Top of Dataset excerpts

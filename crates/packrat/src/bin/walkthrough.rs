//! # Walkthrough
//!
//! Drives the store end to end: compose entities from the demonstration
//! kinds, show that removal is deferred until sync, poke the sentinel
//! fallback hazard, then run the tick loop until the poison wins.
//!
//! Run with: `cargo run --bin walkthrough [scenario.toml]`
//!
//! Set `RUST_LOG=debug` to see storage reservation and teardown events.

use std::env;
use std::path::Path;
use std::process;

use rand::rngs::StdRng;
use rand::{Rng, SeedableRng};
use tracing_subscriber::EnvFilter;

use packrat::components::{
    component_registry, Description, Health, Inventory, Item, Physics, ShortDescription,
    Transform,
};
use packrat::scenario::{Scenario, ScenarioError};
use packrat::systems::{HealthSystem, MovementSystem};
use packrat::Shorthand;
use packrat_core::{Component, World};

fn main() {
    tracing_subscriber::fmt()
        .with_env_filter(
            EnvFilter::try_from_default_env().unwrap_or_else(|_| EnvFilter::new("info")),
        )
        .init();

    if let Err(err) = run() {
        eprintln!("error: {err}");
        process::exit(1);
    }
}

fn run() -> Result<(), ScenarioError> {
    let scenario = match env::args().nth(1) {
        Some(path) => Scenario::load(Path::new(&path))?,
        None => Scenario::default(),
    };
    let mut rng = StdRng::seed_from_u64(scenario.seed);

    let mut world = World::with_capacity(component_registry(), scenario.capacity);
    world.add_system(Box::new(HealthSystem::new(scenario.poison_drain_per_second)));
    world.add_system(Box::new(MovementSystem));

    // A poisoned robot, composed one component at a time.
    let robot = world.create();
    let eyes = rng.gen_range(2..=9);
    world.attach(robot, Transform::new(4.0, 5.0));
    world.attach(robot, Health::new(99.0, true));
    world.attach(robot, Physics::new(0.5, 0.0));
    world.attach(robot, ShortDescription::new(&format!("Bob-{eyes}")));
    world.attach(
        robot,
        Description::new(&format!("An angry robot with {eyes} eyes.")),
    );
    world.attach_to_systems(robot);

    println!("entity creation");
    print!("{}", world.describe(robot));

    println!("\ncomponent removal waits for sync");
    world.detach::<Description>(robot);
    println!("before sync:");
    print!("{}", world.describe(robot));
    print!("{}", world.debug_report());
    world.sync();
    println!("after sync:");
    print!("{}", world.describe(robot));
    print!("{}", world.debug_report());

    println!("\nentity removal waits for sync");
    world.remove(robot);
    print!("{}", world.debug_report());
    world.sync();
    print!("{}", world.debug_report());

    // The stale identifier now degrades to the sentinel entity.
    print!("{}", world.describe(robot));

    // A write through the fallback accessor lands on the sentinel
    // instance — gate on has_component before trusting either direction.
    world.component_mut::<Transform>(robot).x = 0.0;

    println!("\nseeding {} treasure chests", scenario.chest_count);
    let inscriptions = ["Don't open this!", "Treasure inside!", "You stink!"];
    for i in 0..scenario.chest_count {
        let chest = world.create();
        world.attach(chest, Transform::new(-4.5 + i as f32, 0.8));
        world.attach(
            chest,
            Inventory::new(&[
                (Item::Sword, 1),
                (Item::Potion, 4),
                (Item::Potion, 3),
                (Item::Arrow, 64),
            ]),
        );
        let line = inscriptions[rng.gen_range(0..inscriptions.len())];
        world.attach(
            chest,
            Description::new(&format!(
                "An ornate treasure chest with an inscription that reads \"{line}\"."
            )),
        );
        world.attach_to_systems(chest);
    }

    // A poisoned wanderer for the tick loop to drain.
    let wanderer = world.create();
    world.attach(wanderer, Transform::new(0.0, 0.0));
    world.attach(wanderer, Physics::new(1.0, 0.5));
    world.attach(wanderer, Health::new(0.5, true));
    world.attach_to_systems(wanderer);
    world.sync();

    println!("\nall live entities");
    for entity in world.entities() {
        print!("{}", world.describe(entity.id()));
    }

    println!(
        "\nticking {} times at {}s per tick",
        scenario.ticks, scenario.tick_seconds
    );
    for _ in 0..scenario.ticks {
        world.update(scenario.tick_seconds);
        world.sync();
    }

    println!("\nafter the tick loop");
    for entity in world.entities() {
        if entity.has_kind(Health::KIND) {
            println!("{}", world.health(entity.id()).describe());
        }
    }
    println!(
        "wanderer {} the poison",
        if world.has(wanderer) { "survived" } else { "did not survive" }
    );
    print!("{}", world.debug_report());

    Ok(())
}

Bottom of Dataset excerpts

[Exercise directions] Print, from the entries above, the line with "world.detach::<Description>(robot);", the line with "let line = inscriptions[rng.gen_range(0..inscriptions.len())];" and all lines between them, exactly and with nothing else.

[Exercise output]
    world.detach::<Description>(robot);
    println!("before sync:");
    print!("{}", world.describe(robot));
    print!("{}", world.debug_report());
    world.sync();
    println!("after sync:");
    print!("{}", world.describe(robot));
    print!("{}", world.debug_report());

    println!("\nentity removal waits for sync");
    world.remove(robot);
    print!("{}", world.debug_report());
    world.sync();
    print!("{}", world.debug_report());

    // The stale identifier now degrades to the sentinel entity.
    print!("{}", world.describe(robot));

    // A write through the fallback accessor lands on the sentinel
    // instance — gate on has_component before trusting either direction.
    world.component_mut::<Transform>(robot).x = 0.0;

    println!("\nseeding {} treasure chests", scenario.chest_count);
    let inscriptions = ["Don't open this!", "Treasure inside!", "You stink!"];
    for i in 0..scenario.chest_count {
        let chest = world.create();
        world.attach(chest, Transform::new(-4.5 + i as f32, 0.8));
        world.attach(
            chest,
            Inventory::new(&[
                (Item::Sword, 1),
                (Item::Potion, 4),
                (Item::Potion, 3),
                (Item::Arrow, 64),
            ]),
        );
        let line = inscriptions[rng.gen_range(0..inscriptions.len())];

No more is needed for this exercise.